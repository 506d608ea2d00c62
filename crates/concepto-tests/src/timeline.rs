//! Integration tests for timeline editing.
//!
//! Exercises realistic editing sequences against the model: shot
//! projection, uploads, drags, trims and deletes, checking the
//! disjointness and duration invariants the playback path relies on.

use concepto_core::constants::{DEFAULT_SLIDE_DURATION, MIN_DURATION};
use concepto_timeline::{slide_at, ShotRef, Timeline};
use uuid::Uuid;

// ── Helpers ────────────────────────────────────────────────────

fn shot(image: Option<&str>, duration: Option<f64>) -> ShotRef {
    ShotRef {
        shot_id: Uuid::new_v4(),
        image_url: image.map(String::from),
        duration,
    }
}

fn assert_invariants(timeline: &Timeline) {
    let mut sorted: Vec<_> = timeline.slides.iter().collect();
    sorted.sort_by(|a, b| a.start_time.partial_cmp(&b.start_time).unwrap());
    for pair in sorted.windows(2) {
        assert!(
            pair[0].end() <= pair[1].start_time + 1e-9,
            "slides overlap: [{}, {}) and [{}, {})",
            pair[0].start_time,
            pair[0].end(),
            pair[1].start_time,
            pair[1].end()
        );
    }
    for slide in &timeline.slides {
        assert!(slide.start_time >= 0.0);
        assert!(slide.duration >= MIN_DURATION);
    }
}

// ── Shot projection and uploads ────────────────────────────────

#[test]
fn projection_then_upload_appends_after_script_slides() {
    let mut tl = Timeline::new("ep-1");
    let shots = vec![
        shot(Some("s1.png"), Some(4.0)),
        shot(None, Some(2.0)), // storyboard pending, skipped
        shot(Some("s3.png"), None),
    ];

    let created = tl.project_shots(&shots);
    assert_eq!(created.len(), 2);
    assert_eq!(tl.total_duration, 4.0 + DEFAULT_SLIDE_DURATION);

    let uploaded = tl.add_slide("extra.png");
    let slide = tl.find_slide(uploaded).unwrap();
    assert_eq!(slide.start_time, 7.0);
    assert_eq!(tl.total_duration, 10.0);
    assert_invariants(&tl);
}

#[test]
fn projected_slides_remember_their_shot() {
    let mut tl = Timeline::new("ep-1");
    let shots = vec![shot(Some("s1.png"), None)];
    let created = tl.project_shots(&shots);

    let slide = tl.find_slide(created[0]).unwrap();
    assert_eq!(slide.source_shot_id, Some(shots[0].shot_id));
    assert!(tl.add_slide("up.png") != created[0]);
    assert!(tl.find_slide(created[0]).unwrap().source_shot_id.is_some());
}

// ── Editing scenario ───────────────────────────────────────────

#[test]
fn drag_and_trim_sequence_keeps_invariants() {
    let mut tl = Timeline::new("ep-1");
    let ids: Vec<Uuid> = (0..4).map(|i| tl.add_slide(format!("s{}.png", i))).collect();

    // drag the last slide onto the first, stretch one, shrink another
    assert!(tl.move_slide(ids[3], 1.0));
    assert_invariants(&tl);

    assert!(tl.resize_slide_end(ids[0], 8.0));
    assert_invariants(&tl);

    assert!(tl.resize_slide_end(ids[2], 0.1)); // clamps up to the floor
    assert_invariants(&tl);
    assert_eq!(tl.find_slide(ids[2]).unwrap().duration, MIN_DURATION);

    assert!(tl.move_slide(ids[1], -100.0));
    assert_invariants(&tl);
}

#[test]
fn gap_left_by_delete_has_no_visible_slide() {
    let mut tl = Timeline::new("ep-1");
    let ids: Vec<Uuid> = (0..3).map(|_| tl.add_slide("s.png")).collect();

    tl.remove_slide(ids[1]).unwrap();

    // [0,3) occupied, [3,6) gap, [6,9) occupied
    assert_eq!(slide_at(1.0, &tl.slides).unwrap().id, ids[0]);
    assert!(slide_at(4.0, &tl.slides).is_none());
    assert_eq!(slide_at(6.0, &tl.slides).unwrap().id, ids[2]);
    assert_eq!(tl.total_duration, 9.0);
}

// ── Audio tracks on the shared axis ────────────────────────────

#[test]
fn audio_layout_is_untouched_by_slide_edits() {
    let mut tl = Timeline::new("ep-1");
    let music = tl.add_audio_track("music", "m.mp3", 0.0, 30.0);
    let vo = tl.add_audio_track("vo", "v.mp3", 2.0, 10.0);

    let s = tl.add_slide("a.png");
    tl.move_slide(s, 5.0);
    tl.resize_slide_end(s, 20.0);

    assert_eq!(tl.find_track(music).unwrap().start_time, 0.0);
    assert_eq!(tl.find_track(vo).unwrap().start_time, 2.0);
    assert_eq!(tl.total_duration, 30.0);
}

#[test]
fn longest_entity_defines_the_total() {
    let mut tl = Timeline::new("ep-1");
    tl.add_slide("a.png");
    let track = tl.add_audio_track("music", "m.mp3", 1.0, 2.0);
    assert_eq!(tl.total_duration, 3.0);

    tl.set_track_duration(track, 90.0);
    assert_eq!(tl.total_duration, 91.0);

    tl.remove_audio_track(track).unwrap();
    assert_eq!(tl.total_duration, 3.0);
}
* * *
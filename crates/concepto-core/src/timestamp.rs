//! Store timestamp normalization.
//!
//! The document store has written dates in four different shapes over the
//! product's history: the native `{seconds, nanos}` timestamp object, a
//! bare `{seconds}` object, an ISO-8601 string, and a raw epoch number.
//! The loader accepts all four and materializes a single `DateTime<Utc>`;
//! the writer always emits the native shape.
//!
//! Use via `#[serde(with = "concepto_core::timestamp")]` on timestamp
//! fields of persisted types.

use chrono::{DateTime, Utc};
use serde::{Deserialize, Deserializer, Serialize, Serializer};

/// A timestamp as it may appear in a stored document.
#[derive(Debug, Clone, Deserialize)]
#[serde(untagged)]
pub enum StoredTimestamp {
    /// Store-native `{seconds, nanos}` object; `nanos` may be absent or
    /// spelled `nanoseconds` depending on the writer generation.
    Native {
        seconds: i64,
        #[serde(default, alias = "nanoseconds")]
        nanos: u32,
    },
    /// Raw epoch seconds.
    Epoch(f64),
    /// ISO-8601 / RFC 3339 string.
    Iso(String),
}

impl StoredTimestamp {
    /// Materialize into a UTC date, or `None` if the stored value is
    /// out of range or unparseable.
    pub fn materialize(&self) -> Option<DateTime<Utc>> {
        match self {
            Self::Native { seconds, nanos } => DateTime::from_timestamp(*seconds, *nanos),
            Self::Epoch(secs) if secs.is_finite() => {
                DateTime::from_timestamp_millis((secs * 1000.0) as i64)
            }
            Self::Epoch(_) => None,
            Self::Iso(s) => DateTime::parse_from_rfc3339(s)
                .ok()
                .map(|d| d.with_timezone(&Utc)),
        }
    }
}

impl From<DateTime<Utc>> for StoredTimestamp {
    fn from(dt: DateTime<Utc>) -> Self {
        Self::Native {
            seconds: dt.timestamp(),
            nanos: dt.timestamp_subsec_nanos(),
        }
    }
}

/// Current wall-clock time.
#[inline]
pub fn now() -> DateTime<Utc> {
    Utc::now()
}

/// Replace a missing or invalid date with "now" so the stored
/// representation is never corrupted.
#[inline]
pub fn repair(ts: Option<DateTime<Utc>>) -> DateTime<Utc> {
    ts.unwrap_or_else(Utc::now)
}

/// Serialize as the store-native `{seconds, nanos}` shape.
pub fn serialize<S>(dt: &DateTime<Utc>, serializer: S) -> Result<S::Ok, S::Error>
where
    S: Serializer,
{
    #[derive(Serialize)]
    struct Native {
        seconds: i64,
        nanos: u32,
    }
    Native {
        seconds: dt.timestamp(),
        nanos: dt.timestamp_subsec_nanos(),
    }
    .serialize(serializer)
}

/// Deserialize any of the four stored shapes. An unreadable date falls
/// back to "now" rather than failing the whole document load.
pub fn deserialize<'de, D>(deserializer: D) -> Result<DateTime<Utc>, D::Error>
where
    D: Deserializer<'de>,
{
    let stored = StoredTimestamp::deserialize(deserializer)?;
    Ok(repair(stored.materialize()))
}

Task directions:
Above are some lines. Repeat exactly, and only, those from the line that has "and uploads ────────────────────────────────" through the line that has "shot(None, Some(2.0)), //".

Exercise answer:
// ── Shot projection and uploads ────────────────────────────────

#[test]
fn projection_then_upload_appends_after_script_slides() {
    let mut tl = Timeline::new("ep-1");
    let shots = vec![
        shot(Some("s1.png"), Some(4.0)),
        shot(None, Some(2.0)), // storyboard pending, skipped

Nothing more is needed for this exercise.